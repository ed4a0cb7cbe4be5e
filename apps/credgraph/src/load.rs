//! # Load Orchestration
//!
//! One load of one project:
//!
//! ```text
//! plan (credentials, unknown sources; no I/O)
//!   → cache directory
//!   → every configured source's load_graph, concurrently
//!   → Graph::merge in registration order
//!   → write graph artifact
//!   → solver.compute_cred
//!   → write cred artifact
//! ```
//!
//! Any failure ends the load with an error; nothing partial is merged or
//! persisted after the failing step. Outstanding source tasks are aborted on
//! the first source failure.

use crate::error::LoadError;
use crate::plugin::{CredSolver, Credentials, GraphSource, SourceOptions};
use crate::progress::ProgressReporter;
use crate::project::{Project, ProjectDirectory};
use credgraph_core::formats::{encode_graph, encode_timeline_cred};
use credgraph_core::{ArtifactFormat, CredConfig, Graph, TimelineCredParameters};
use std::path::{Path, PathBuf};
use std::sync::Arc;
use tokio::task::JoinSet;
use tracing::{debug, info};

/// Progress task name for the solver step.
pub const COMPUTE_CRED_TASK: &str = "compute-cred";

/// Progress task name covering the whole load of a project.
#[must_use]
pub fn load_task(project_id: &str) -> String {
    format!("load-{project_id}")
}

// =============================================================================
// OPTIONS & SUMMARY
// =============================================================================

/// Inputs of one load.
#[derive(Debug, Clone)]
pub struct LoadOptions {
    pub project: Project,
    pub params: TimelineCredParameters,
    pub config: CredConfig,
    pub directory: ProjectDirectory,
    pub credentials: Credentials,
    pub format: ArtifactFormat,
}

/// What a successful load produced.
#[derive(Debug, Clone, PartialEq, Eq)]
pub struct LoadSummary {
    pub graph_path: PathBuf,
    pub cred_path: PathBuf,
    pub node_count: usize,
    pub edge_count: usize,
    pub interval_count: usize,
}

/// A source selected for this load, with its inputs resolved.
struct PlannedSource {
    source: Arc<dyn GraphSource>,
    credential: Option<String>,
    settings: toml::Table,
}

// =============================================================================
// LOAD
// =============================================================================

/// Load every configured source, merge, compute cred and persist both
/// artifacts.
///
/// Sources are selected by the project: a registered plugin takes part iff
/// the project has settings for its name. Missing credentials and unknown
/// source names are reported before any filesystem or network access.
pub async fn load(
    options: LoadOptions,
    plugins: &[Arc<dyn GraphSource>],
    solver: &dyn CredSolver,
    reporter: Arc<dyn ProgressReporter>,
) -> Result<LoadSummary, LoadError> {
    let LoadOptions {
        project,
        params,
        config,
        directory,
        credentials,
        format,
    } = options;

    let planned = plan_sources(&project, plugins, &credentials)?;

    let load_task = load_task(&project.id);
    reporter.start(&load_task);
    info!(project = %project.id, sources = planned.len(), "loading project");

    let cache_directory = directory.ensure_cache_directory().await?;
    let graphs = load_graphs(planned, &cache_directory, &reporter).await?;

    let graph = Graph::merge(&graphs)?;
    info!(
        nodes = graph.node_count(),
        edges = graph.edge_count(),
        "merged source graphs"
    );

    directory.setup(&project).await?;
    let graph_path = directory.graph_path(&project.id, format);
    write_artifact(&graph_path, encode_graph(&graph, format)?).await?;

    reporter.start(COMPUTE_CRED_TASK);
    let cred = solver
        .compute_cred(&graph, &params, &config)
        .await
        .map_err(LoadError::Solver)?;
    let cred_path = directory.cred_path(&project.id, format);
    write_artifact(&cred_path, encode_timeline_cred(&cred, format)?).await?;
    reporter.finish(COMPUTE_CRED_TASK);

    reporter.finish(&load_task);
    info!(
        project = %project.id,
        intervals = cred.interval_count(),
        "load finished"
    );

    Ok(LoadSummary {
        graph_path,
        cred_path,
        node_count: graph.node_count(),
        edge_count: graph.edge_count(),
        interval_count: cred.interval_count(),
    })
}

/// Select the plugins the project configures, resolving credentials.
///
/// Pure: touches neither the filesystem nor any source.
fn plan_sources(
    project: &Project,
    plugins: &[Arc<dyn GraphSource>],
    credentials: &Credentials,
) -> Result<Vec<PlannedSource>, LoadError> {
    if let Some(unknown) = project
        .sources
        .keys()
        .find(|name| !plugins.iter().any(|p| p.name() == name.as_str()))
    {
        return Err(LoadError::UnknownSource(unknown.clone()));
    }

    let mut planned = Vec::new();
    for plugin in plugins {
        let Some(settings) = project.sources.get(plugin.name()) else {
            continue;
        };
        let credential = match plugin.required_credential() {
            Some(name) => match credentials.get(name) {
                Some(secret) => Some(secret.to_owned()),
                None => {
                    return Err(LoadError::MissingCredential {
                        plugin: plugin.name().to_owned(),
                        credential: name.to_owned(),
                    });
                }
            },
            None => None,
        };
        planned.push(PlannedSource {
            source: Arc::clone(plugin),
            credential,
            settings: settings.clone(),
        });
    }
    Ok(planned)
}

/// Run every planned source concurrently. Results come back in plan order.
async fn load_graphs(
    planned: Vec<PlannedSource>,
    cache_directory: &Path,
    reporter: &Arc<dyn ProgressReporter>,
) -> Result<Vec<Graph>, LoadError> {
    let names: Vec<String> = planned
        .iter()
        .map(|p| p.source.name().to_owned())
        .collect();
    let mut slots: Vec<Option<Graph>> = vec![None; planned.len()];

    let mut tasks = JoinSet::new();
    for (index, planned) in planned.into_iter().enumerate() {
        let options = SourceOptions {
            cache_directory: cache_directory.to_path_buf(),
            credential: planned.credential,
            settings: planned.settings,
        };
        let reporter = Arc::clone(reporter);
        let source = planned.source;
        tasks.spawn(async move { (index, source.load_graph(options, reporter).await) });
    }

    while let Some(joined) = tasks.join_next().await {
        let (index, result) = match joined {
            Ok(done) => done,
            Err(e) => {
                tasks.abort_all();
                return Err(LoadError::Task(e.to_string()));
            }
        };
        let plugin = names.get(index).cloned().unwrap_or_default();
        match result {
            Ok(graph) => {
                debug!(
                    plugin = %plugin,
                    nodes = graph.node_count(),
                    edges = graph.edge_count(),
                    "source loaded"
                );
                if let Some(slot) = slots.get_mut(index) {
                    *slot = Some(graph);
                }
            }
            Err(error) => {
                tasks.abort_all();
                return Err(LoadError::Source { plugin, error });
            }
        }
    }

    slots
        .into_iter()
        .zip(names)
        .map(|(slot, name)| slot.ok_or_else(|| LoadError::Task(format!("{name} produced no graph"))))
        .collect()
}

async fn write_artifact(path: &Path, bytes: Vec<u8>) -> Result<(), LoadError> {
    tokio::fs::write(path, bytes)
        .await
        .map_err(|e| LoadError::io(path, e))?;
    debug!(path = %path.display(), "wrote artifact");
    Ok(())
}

Work order |
Above are the records; report each line in them that includes the word "struct".

Exercise output |
pub struct LoadOptions {
pub struct LoadSummary {
struct PlannedSource {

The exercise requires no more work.